Paka Tunnel achieved its Early breakthrough

Despite the challenges faced by the project during the past three years, an early tunnelling breakthrough has been achieved six months ahead of the plan on Malaysia’s ECRL (East Coast Rail Link).

As the chairman of Malaysia Rail Link (MRL), Tan Sri Mohd Zuki Ali stated, the use of drill and blast achieved ‘quick and efficient’ boring which followed in the better-than-expected progress on the country’s 1.1km-long Paka Tunnel in Terengganu. However, single track and single bore, the tunnel’s width of 12.9m will enable a double-track configuration in the future.

The excavation has started in April 2018 at the north portal yet was interrupted a few months later by a renegotiation of the project by the Malaysian and Chinese governments which was brought about by a change of the country’s federal administration. Eventually, the work restarted in August 2019 but was to be interrupted by the Covid-19 pandemic, leading to a further nine-month delay to the project.

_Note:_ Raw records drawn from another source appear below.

use bit_vec::BitVec;
use log::debug;

use crate::{
    error::{HuffmanError, Result},
    frequency::FrequencyTable,
    tree::{CodeTable, HuffmanTree, Node},
};

/// Packed code bits plus the exact number of meaningful bits. The last byte
/// carries `0..=7` zeroed padding bits.
#[derive(Debug, Clone, PartialEq, Eq)]
pub struct EncodedPayload {
    pub bytes: Vec<u8>,
    pub bit_length: u64,
}

/// A Huffman tree and the code table derived from it.
///
/// The same codec (or one rebuilt from the same [`FrequencyTable`]) must be
/// used to decode what it encoded.
#[derive(Debug, Clone)]
pub struct Codec {
    frequencies: FrequencyTable,
    tree: HuffmanTree,
    codes: CodeTable,
}

impl Codec {
    pub fn build(content: &[u8]) -> Result<Self> {
        Self::from_frequencies(FrequencyTable::from_bytes(content))
    }

    pub fn from_frequencies(frequencies: FrequencyTable) -> Result<Self> {
        let tree = HuffmanTree::new(&frequencies)?;
        let codes = tree.codes();
        Ok(Self {
            frequencies,
            tree,
            codes,
        })
    }

    pub fn frequencies(&self) -> &FrequencyTable {
        &self.frequencies
    }

    pub fn tree(&self) -> &HuffmanTree {
        &self.tree
    }

    pub fn codes(&self) -> &CodeTable {
        &self.codes
    }

    /// Number of bits the input described by the frequency table encodes to,
    /// or `None` if that does not fit in a `u64`.
    pub fn encoded_bit_length(&self) -> Option<u64> {
        self.frequencies.iter().try_fold(0_u64, |total, (symbol, count)| {
            let code_length = self.codes.get(&symbol)?.len() as u64;
            total.checked_add(count.checked_mul(code_length)?)
        })
    }

    pub fn encode(&self, content: &[u8]) -> Result<EncodedPayload> {
        let mut bits = BitVec::new();
        for &byte in content {
            let code = self
                .codes
                .get(&byte)
                .ok_or(HuffmanError::MissingCode(byte))?;
            bits.extend(code.iter());
        }

        let payload = EncodedPayload {
            bit_length: bits.len() as u64,
            bytes: bits.to_bytes(),
        };
        debug!(
            "encoded {} bytes into {} bits ({} bytes)",
            content.len(),
            payload.bit_length,
            payload.bytes.len()
        );
        Ok(payload)
    }

    pub fn decode(&self, payload: &[u8], bit_length: u64) -> Result<Vec<u8>> {
        let available = payload.len() as u64 * 8;
        if bit_length > available {
            return Err(HuffmanError::malformed(format!(
                "declared {bit_length} bits but only {available} are present"
            )));
        }
        if payload.len() as u64 > bit_length.div_ceil(8) {
            return Err(HuffmanError::malformed(format!(
                "{} bytes of trailing data after {bit_length} bits",
                payload.len() as u64 - bit_length.div_ceil(8)
            )));
        }
        let bit_length = usize::try_from(bit_length)
            .map_err(|_| HuffmanError::malformed("bit length does not fit in memory"))?;

        let bits = BitVec::from_bytes(payload);
        if bits.iter().skip(bit_length).any(|bit| bit) {
            return Err(HuffmanError::malformed("padding bits are not zero"));
        }

        let root = self.tree.root();
        let mut decoded = Vec::new();
        let mut current = root;

        for (position, bit) in bits.iter().take(bit_length).enumerate() {
            current = self.tree.child(current, bit).ok_or_else(|| {
                HuffmanError::malformed(format!("walked past a leaf at bit {position}"))
            })?;

            match self.tree.node(current) {
                node if node.is_placeholder() => {
                    return Err(HuffmanError::malformed(format!(
                        "bit {position} selects a code that was never assigned"
                    )));
                }
                Node::Leaf { symbol, .. } => {
                    decoded.push(*symbol);
                    current = root;
                }
                Node::Internal { .. } => {}
            }
        }

        if current != root {
            return Err(HuffmanError::malformed(
                "stream ends in the middle of a code",
            ));
        }

        debug!("decoded {bit_length} bits into {} bytes", decoded.len());
        Ok(decoded)
    }
}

The main contractor of the project is China Communications Construction Company, with blasting work through the chiefly moderately weathered granite undertaken by local explosives experts.

The Paka Tunnel is going to ease the flow of freight services and passenger travelling across the Malaysian peninsula between Port Klang and the state of Kelantan in the northeast of the country. Civil works are anticipated to be finished by the first quarter of 2022. Breakthrough on a second ECRL tunnel which is located in Dungun, Terengganu is anticipated in June 2021.

The ECRL project which is 665km long includes 59 tunnels totaling 14.9km in length, many of which are presently under various stages of construction.